The main purpose of intellectual property law is to encourage the creation of a wide variety of intellectual goods.[9] To achieve this, the law gives people and businesses property rights to the information and intellectual goods they create, usually for a limited period of time. This gives economic incentive for their creation, because it allows people to benefit from the information and intellectual goods they create, and allows them to protect their ideas and prevent copying.[9] These economic incentives are expected to stimulate innovation and contribute to the technological progress of countries, which depends on the extent of protection granted to innovators.[10]
The intangible nature of intellectual property presents difficulties when compared with traditional property like land or goods. Unlike traditional property, intellectual property is "indivisible", since an unlimited number of people can "consume" an intellectual good without it being depleted. Additionally, investments in intellectual goods suffer from problems of appropriation: a landowner can surround their land with a robust fence and hire armed guards to protect it, but a producer of information or literature can usually do very little to stop their first buyer from replicating it and selling it at a lower price. Balancing rights so that they are strong enough to encourage the creation of intellectual goods but not so strong that they prevent the goods' wide use is the primary focus of modern intellectual property law.[11]
History[edit]
The Statute of Monopolies (1624) and the British Statute of Anne (1710) are seen as the origins of patent law and copyright respectively,[12] firmly establishing the concept of intellectual property.
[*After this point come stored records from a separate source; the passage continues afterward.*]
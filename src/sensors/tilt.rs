//! MPU6050 inclinometer: roll, pitch and total tilt magnitude.

use crate::app::ports::{InclinometerSource, SensorPort};
use crate::config::INTERVAL_TILT_MS;
use crate::sensors::{FaultLatch, Reading, Sample, SensorKind};
use crate::time::{IntervalTimer, Millis};

/// Combined tilt `sqrt(roll² + pitch²)` in degrees.
pub fn total_tilt(roll_deg: f32, pitch_deg: f32) -> f32 {
    roll_deg.hypot(pitch_deg)
}

pub struct TiltSensor<S> {
    source: S,
    available: bool,
    timer: IntervalTimer,
    fault: FaultLatch,
}

impl<S: InclinometerSource> TiltSensor<S> {
    pub fn new(source: S) -> Self {
        Self::with_interval(source, INTERVAL_TILT_MS)
    }

    pub fn with_interval(mut source: S, interval_ms: u32) -> Self {
        let available = source.probe();
        Self {
            source,
            available,
            timer: IntervalTimer::new(interval_ms),
            fault: FaultLatch::default(),
        }
    }

    pub fn source_mut(&mut self) -> &mut S {
        &mut self.source
    }
}

impl<S: InclinometerSource> SensorPort for TiltSensor<S> {
    fn kind(&self) -> SensorKind {
        SensorKind::Tilt
    }

    fn is_available(&self) -> bool {
        self.available
    }

    fn poll(&mut self, now: Millis) -> Option<Reading> {
        if !self.timer.ready(now) {
            return None;
        }
        let name = self.kind().name();
        let a = match self.source.read_attitude() {
            Ok(v) => v,
            Err(e) => {
                self.fault.fail(name, e);
                return None;
            }
        };
        self.fault.clear(name);
        Some(Reading::new(
            0,
            Sample::Tilt {
                roll_deg: a.roll_deg,
                pitch_deg: a.pitch_deg,
                total_deg: total_tilt(a.roll_deg, a.pitch_deg),
                die_temperature_c: a.die_temperature_c,
                calibrated: self.source.is_calibrated(),
            },
            true,
            now,
        ))
    }
}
"Literary property" was the term predominantly used in the British legal debates of the 1760s and 1770s over the extent to which authors and publishers of works also had rights deriving from the common law of property (Millar v Taylor (1769), Hinton v Donaldson (1773), Donaldson v Becket (1774)). The first known use of the term intellectual property dates to this time, when a piece published in the Monthly Review in 1769 used the phrase.[13] The first clear example of modern usage goes back as early as 1808, when it was used as a heading title in a collection of essays.[14]
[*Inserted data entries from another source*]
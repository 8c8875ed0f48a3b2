//! MQ-7 carbon monoxide sensor driver.
//!
//! Reads the divider voltage through an [`AnalogInput`], runs the
//! [`HeatingCycle`], and converts the resistance ratio to ppm with the
//! datasheet curve `Rs/R0 = 4 · ppm^-0.67`, i.e. `ppm = (Rs/R0 / 4)^-1.49`.
//!
//! ## Validity
//!
//! Concentration is only computed during the low-heat phase.  Samples
//! due during warm-up or the high-heat burn are still emitted so the
//! scheduler can clear the validity flag, but they carry the last good
//! concentration and `valid = false`.
//!
//! ## Detection range
//!
//! Results under 20 ppm read as 0; results over 2000 ppm are clamped to
//! 2000.  Out-of-range is never turned into a sensor error.
//!
//! A sense voltage too low to compute Rs is a one-poll failure: nothing
//! is emitted and the previous concentration stands.

use log::debug;

use crate::app::ports::{AnalogInput, SensorPort};
use crate::config::{
    CO_DEFAULT_R0_KOHM, CO_DETECTION_CEILING_PPM, CO_DETECTION_FLOOR_PPM, INTERVAL_CO_MS,
    LOAD_RESISTOR_KOHM,
};
use crate::sensors::heating::{HeatingCycle, HeatingPhase, HeatingTiming};
use crate::sensors::mos::{MosFrontEnd, MosSample, power_curve};
use crate::sensors::{FaultLatch, Reading, Sample, SensorKind};
use crate::time::{IntervalTimer, Millis};

const CURVE_SCALE: f32 = 4.0;
const CURVE_EXPONENT: f32 = -1.49;

/// Last conversion, for the display's diagnostics screen.
#[derive(Debug, Clone, Copy, Default, PartialEq)]
pub struct Mq7Data {
    pub sample: MosSample,
    pub ppm: f32,
    pub valid: bool,
    pub timestamp: Millis,
}

/// Map an `Rs/R0` ratio to a clamped CO concentration.
pub fn ratio_to_ppm(ratio: f32) -> f32 {
    if ratio <= 0.0 {
        // Rs collapsed to zero: beyond the top of the curve.
        return CO_DETECTION_CEILING_PPM;
    }
    let ppm = power_curve(ratio, CURVE_SCALE, CURVE_EXPONENT);
    if ppm < CO_DETECTION_FLOOR_PPM {
        0.0
    } else {
        ppm.min(CO_DETECTION_CEILING_PPM)
    }
}

pub struct Mq7Sensor<A> {
    adc: A,
    cycle: HeatingCycle,
    front_end: MosFrontEnd,
    timer: IntervalTimer,
    data: Mq7Data,
    fault: FaultLatch,
}

impl<A: AnalogInput> Mq7Sensor<A> {
    pub fn new(adc: A) -> Self {
        Self::with_timing(adc, HeatingTiming::MQ7, INTERVAL_CO_MS)
    }

    pub fn with_timing(adc: A, timing: HeatingTiming, interval_ms: u32) -> Self {
        Self {
            adc,
            cycle: HeatingCycle::new(timing),
            front_end: MosFrontEnd::new(LOAD_RESISTOR_KOHM, CO_DEFAULT_R0_KOHM),
            timer: IntervalTimer::new(interval_ms),
            data: Mq7Data::default(),
            fault: FaultLatch::default(),
        }
    }

    /// Start warm-up.  Until this is called the sensor never emits.
    pub fn begin(&mut self, now: Millis) {
        self.cycle.begin(now);
    }

    pub fn phase(&self) -> HeatingPhase {
        self.cycle.phase()
    }

    pub fn cycle(&self) -> &HeatingCycle {
        &self.cycle
    }

    pub fn data(&self) -> Mq7Data {
        self.data
    }

    pub fn ppm(&self) -> f32 {
        self.data.ppm
    }

    pub fn r0_kohm(&self) -> f32 {
        self.front_end.r0_kohm()
    }

    /// Install a clean-air R0 measured by the calibration flow.
    pub fn set_r0_kohm(&mut self, r0: f32) {
        self.front_end.set_r0_kohm(r0);
    }

    /// Whole seconds of warm-up left, for the preheat screen.
    pub fn preheat_remaining_secs(&self, now: Millis) -> u32 {
        self.cycle.preheat_remaining_ms(now) / 1000
    }

    pub fn adc_mut(&mut self) -> &mut A {
        &mut self.adc
    }

    fn read_low_phase(&mut self, now: Millis) -> Option<Reading> {
        let raw = match self.adc.read_raw() {
            Ok(raw) => raw,
            Err(e) => {
                self.fault.fail("MQ7", e);
                return None;
            }
        };
        self.fault.clear("MQ7");
        let sample = match self.front_end.convert(raw) {
            Ok(s) => s,
            Err(e) => {
                debug!("MQ7: {e} (raw={raw}), keeping {:.0} ppm", self.data.ppm);
                return None;
            }
        };
        let ppm = ratio_to_ppm(sample.ratio);
        self.data = Mq7Data {
            sample,
            ppm,
            valid: true,
            timestamp: now,
        };
        Some(Reading::new(raw, Sample::CarbonMonoxide { ppm }, true, now))
    }

    fn gated_reading(&mut self, now: Millis) -> Reading {
        // The ADC is sampled for display only; the value is not converted.
        let raw = self.adc.read_raw().unwrap_or(self.data.sample.raw);
        self.data.valid = false;
        Reading::new(
            raw,
            Sample::CarbonMonoxide {
                ppm: self.data.ppm,
            },
            false,
            now,
        )
    }
}

impl<A: AnalogInput> SensorPort for Mq7Sensor<A> {
    fn kind(&self) -> SensorKind {
        SensorKind::CarbonMonoxide
    }

    fn is_available(&self) -> bool {
        // Analog part: nothing to probe.
        true
    }

    fn begin(&mut self, now: Millis) {
        Mq7Sensor::begin(self, now);
    }

    fn poll(&mut self, now: Millis) -> Option<Reading> {
        if self.cycle.phase() == HeatingPhase::NotStarted {
            return None;
        }
        // Entering the high-heat burn invalidates CO at once, whatever
        // the sampling timer says.
        if self.cycle.update(now) == Some(HeatingPhase::HeatingHigh) {
            return Some(self.gated_reading(now));
        }
        if !self.timer.ready(now) {
            return None;
        }
        if self.cycle.reading_window_open() {
            self.read_low_phase(now)
        } else {
            Some(self.gated_reading(now))
        }
    }

    fn warmed_up(&self, now: Millis) -> bool {
        self.cycle.preheat_complete(now)
    }

    fn warm_up_remaining(&self, now: Millis) -> u32 {
        self.cycle.preheat_remaining_ms(now)
    }
}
The German equivalent was used with the founding of the North German Confederation whose constitution granted legislative power over the protection of intellectual property (Schutz des geistigen Eigentums) to the confederation.[15] When the administrative secretariats established by the Paris Convention (1883) and the Berne Convention (1886) merged in 1893, they located in Berne, and also adopted the term intellectual property in their new combined title, the United International Bureaux for the Protection of Intellectual Property.
The organization subsequently relocated to Geneva in 1960 and was succeeded in 1967 with the establishment of the World Intellectual Property Organization (WIPO) by treaty as an agency of the United Nations. According to legal scholar Mark Lemley, it was only at this point that the term really began to be used in the United States (which had not been a party to the Berne Convention),[8] and it did not enter popular usage there until passage of the Bayh-Dole Act in 1980.[16]
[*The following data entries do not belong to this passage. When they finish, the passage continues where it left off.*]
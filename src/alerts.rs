//! Tiered alert engine.
//!
//! Runs **every pass after acquisition** and rebuilds
//! [`SystemState::alerts`] from scratch.  Nothing latches: a condition
//! that clears disappears on the next pass, and there is no hysteresis.
//!
//! ## Evaluation order
//!
//! 1. Clear the list.
//! 2. Gas quantities (CO, LPG, smoke), but only once *both* gas sensors
//!    have warmed up.  Before that every gas reading is ignored.
//! 3. Power rails, interior climate, tilt.
//!
//! Each quantity walks its tier table most → least severe and records at
//! most one alert.  Gas is evaluated first, so on a severity tie the gas
//! alert becomes the primary one.
//!
//! ## Response
//!
//! The overall severity selects an [`AlertAction`] via [`action_for`]:
//! buzzer pattern, display navigation lock, and a mode change.

use log::{error, info, warn};

use crate::config::{
    CO_THRESHOLD_DANGER, CO_THRESHOLD_INFO, CO_THRESHOLD_WARNING, CURRENT_5V_MAX,
    CURRENT_12V_MAX, HUMIDITY_WARNING, LPG_THRESHOLD_DANGER, LPG_THRESHOLD_INFO,
    LPG_THRESHOLD_WARNING, SMOKE_THRESHOLD_DANGER, SMOKE_THRESHOLD_INFO, SMOKE_THRESHOLD_WARNING,
    TEMP_FREEZING, TEMP_WARNING, TILT_WARNING, VOLTAGE_5V_MAX, VOLTAGE_5V_MIN,
    VOLTAGE_12V_MAX, VOLTAGE_12V_MIN, VOLTAGE_12V_WARNING,
};
use crate::state::{Alert, AlertKind, Severity, SystemMode, SystemState};
use crate::time::Millis;

// ═══════════════════════════════════════════════════════════════
//  Response table
// ═══════════════════════════════════════════════════════════════

/// Audible pattern requested from the buzzer driver.
#[derive(Debug, Clone, Copy, PartialEq, Eq, Default)]
pub enum BuzzerPattern {
    #[default]
    Silent,
    /// 1000 ms on / 1000 ms off.
    SlowPulse,
    /// 200 ms on / 200 ms off.
    FastPulse,
    Continuous,
}

impl BuzzerPattern {
    /// Toggle period for pulsed patterns.
    pub const fn half_period_ms(self) -> Option<u32> {
        match self {
            Self::SlowPulse => Some(crate::config::BUZZER_SLOW_HALF_PERIOD_MS),
            Self::FastPulse => Some(crate::config::BUZZER_FAST_HALF_PERIOD_MS),
            Self::Silent | Self::Continuous => None,
        }
    }
}

/// What happens to the operating mode.
#[derive(Debug, Clone, Copy, PartialEq, Eq)]
pub enum ModeEffect {
    Keep,
    /// Switch to [`SystemMode::Alert`].
    EnterAlert,
    /// Leave [`SystemMode::Alert`] for [`SystemMode::Normal`]; other
    /// modes are untouched.
    LeaveAlert,
}

#[derive(Debug, Clone, Copy, PartialEq, Eq)]
pub struct AlertAction {
    pub buzzer: BuzzerPattern,
    pub navigation_blocked: bool,
    pub mode: ModeEffect,
}

/// Response to an overall severity.  Total and side-effect free.
pub const fn action_for(severity: Severity) -> AlertAction {
    match severity {
        Severity::Critical => AlertAction {
            buzzer: BuzzerPattern::Continuous,
            navigation_blocked: true,
            mode: ModeEffect::EnterAlert,
        },
        Severity::Danger => AlertAction {
            buzzer: BuzzerPattern::FastPulse,
            navigation_blocked: true,
            mode: ModeEffect::EnterAlert,
        },
        Severity::Warning => AlertAction {
            buzzer: BuzzerPattern::SlowPulse,
            navigation_blocked: false,
            mode: ModeEffect::Keep,
        },
        Severity::Info | Severity::None => AlertAction {
            buzzer: BuzzerPattern::Silent,
            navigation_blocked: false,
            mode: ModeEffect::LeaveAlert,
        },
    }
}

// ═══════════════════════════════════════════════════════════════
//  Threshold tables
// ═══════════════════════════════════════════════════════════════

#[derive(Debug, Clone, Copy, PartialEq, Eq)]
pub enum Direction {
    /// Alert when `value > threshold`.
    Above,
    /// Alert when `value < threshold`.
    Below,
}

#[derive(Debug, Clone, Copy, PartialEq)]
pub struct Tier {
    pub severity: Severity,
    pub threshold: f32,
    pub message: &'static str,
}

const fn tier(severity: Severity, threshold: f32, message: &'static str) -> Tier {
    Tier {
        severity,
        threshold,
        message,
    }
}

/// One monitored quantity.  `tiers` is ordered most severe first.
#[derive(Clone, Copy)]
pub struct Rule {
    pub kind: AlertKind,
    pub direction: Direction,
    pub tiers: &'static [Tier],
    /// Current value, or `None` when the reading is not valid.
    pub read: fn(&SystemState) -> Option<f32>,
}

impl Rule {
    /// Highest tier `value` crosses.  Comparisons are strict; NaN crosses
    /// nothing.
    pub fn classify(&self, value: f32) -> Option<&'static Tier> {
        self.tiers.iter().find(|t| match self.direction {
            Direction::Above => value > t.threshold,
            Direction::Below => value < t.threshold,
        })
    }
}

pub const GAS_RULES: [Rule; 3] = [
    Rule {
        kind: AlertKind::CoHigh,
        direction: Direction::Above,
        tiers: &[
            tier(Severity::Critical, CO_THRESHOLD_DANGER, "CO critical - ventilate"),
            tier(Severity::Warning, CO_THRESHOLD_WARNING, "CO elevated"),
            tier(Severity::Info, CO_THRESHOLD_INFO, "CO detected"),
        ],
        read: |s| s.safety.co_valid.then_some(s.safety.co_ppm),
    },
    Rule {
        kind: AlertKind::LpgHigh,
        direction: Direction::Above,
        tiers: &[
            tier(Severity::Critical, LPG_THRESHOLD_DANGER, "Gas leak - evacuate"),
            tier(Severity::Warning, LPG_THRESHOLD_WARNING, "Gas elevated"),
            tier(Severity::Info, LPG_THRESHOLD_INFO, "Gas detected"),
        ],
        read: |s| s.safety.lpg_valid.then_some(s.safety.lpg_ppm),
    },
    Rule {
        kind: AlertKind::SmokeHigh,
        direction: Direction::Above,
        tiers: &[
            tier(Severity::Danger, SMOKE_THRESHOLD_DANGER, "Smoke detected"),
            tier(Severity::Warning, SMOKE_THRESHOLD_WARNING, "Smoke rising"),
            tier(Severity::Info, SMOKE_THRESHOLD_INFO, "Possible smoke"),
        ],
        read: |s| s.safety.smoke_valid.then_some(s.safety.smoke_ppm),
    },
];

pub const ENVIRONMENT_RULES: [Rule; 10] = [
    Rule {
        kind: AlertKind::Voltage12vLow,
        direction: Direction::Below,
        tiers: &[
            tier(Severity::Danger, VOLTAGE_12V_MIN, "Battery critical"),
            tier(Severity::Warning, VOLTAGE_12V_WARNING, "Battery low"),
        ],
        read: |s| s.power.rail_12v_valid.then_some(s.power.voltage_12v),
    },
    Rule {
        kind: AlertKind::Voltage12vHigh,
        direction: Direction::Above,
        tiers: &[tier(Severity::Warning, VOLTAGE_12V_MAX, "12V overvoltage")],
        read: |s| s.power.rail_12v_valid.then_some(s.power.voltage_12v),
    },
    Rule {
        kind: AlertKind::Voltage5vLow,
        direction: Direction::Below,
        tiers: &[tier(Severity::Danger, VOLTAGE_5V_MIN, "5V rail low")],
        read: |s| s.power.rail_5v_valid.then_some(s.power.voltage_5v),
    },
    Rule {
        kind: AlertKind::Voltage5vHigh,
        direction: Direction::Above,
        tiers: &[tier(Severity::Warning, VOLTAGE_5V_MAX, "5V rail high")],
        read: |s| s.power.rail_5v_valid.then_some(s.power.voltage_5v),
    },
    Rule {
        kind: AlertKind::Current12vHigh,
        direction: Direction::Above,
        tiers: &[tier(Severity::Warning, CURRENT_12V_MAX, "12V overcurrent")],
        read: |s| s.power.rail_12v_valid.then_some(s.power.current_12v),
    },
    Rule {
        kind: AlertKind::Current5vHigh,
        direction: Direction::Above,
        tiers: &[tier(Severity::Warning, CURRENT_5V_MAX, "5V overcurrent")],
        read: |s| s.power.rail_5v_valid.then_some(s.power.current_5v),
    },
    Rule {
        kind: AlertKind::TempHigh,
        direction: Direction::Above,
        tiers: &[tier(Severity::Warning, TEMP_WARNING, "Interior too hot")],
        read: |s| {
            s.environment
                .temp_interior_valid
                .then_some(s.environment.temp_interior)
        },
    },
    Rule {
        kind: AlertKind::TempLow,
        direction: Direction::Below,
        tiers: &[tier(Severity::Warning, TEMP_FREEZING, "Freezing inside")],
        read: |s| {
            s.environment
                .temp_interior_valid
                .then_some(s.environment.temp_interior)
        },
    },
    Rule {
        kind: AlertKind::HumidityHigh,
        direction: Direction::Above,
        tiers: &[tier(Severity::Info, HUMIDITY_WARNING, "High humidity")],
        read: |s| s.environment.humidity_valid.then_some(s.environment.humidity),
    },
    Rule {
        kind: AlertKind::TiltHigh,
        direction: Direction::Above,
        tiers: &[tier(Severity::Warning, TILT_WARNING, "Vehicle not level")],
        read: |s| s.level.valid.then_some(s.level.total_tilt),
    },
];

// ═══════════════════════════════════════════════════════════════
//  Engine
// ═══════════════════════════════════════════════════════════════

/// Keeps only what it needs to log transitions once.
#[derive(Debug, Default)]
pub struct AlertEngine {
    last_severity: Severity,
    last_primary: Option<AlertKind>,
}

impl AlertEngine {
    pub fn new() -> Self {
        Self::default()
    }

    /// Rebuild the alert set from `state` and apply the response.
    /// Returns the overall severity.
    pub fn check(&mut self, state: &mut SystemState, now: Millis) -> Severity {
        state.alerts.alerts.clear();

        if state.safety.gas_gate_open() {
            evaluate(&GAS_RULES, state, now);
        }
        evaluate(&ENVIRONMENT_RULES, state, now);

        let severity = state
            .alerts
            .alerts
            .iter()
            .map(|a| a.severity)
            .max()
            .unwrap_or(Severity::None);
        let primary = state
            .alerts
            .alerts
            .iter()
            .find(|a| a.severity == severity)
            .map(|a| a.kind);

        let alerts = &mut state.alerts;
        alerts.severity = severity;
        alerts.primary = primary;
        alerts.active_count = alerts.alerts.len() as u8;

        let action = action_for(severity);
        alerts.buzzer_active = action.buzzer != BuzzerPattern::Silent;
        alerts.navigation_blocked = action.navigation_blocked;
        state.mode = apply_mode(state.mode, action.mode);

        self.log_transition(state, severity, primary);
        severity
    }

    pub fn last_severity(&self) -> Severity {
        self.last_severity
    }

    fn log_transition(&mut self, state: &SystemState, severity: Severity, primary: Option<AlertKind>) {
        if severity == self.last_severity && primary == self.last_primary {
            return;
        }
        let detail = primary.and_then(|k| state.alerts.iter().find(|a| a.kind == k));
        match detail {
            Some(a) if severity >= Severity::Danger => error!(
                "ALERT {}: {} ({:.1} vs {:.1}), {} active",
                severity, a.message, a.value, a.threshold, state.alerts.active_count
            ),
            Some(a) if severity > self.last_severity => warn!(
                "Alert {}: {} ({:.1} vs {:.1})",
                severity, a.message, a.value, a.threshold
            ),
            Some(a) => info!("Alert now {}: {}", severity, a.message),
            None => info!("All alerts cleared (was {})", self.last_severity),
        }
        self.last_severity = severity;
        self.last_primary = primary;
    }
}

fn evaluate(rules: &[Rule], state: &mut SystemState, now: Millis) {
    for rule in rules {
        let Some(value) = (rule.read)(state) else {
            continue;
        };
        if let Some(tier) = rule.classify(value) {
            // Overflow is dropped; the list is bounded.
            let _ = state.alerts.alerts.push(Alert {
                kind: rule.kind,
                severity: tier.severity,
                value,
                threshold: tier.threshold,
                timestamp: now,
                message: tier.message,
            });
        }
    }
}

fn apply_mode(mode: SystemMode, effect: ModeEffect) -> SystemMode {
    match (effect, mode) {
        (ModeEffect::EnterAlert, _) => SystemMode::Alert,
        (ModeEffect::LeaveAlert, SystemMode::Alert) => SystemMode::Normal,
        _ => mode,
    }
}

// ═══════════════════════════════════════════════════════════════
//  Tests
// ═══════════════════════════════════════════════════════════════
The term can be found used in an October 1845 Massachusetts Circuit Court ruling in the patent case Davoll et al. v. Brown., in which Justice Charles L. Woodbury wrote that "only in this way can we protect intellectual property, the labors of the mind, productions and interests are as much a man's own...as the wheat he cultivates, or the flocks he rears."[18] The statement that "discoveries are..property" goes back earlier. Section 1 of the French law of 1791 stated, "All new discoveries are the property of the author; to assure the inventor the property and temporary enjoyment of his discovery, there shall be delivered to him a patent for five, ten or fifteen years."[19] In Europe, French author A. Nion mentioned propriété intellectuelle in his Droits civils des auteurs, artistes et inventeurs, published in 1846.
Until recently, the purpose of intellectual property law was to give as little protection as possible in order to encourage innovation. Historically, therefore, they were granted only when they were necessary to encourage invention, limited in time and scope.[20] This is mainly as a result of knowledge being traditionally viewed as a public good, in order to allow its extensive dissemination and improvement thereof.[21]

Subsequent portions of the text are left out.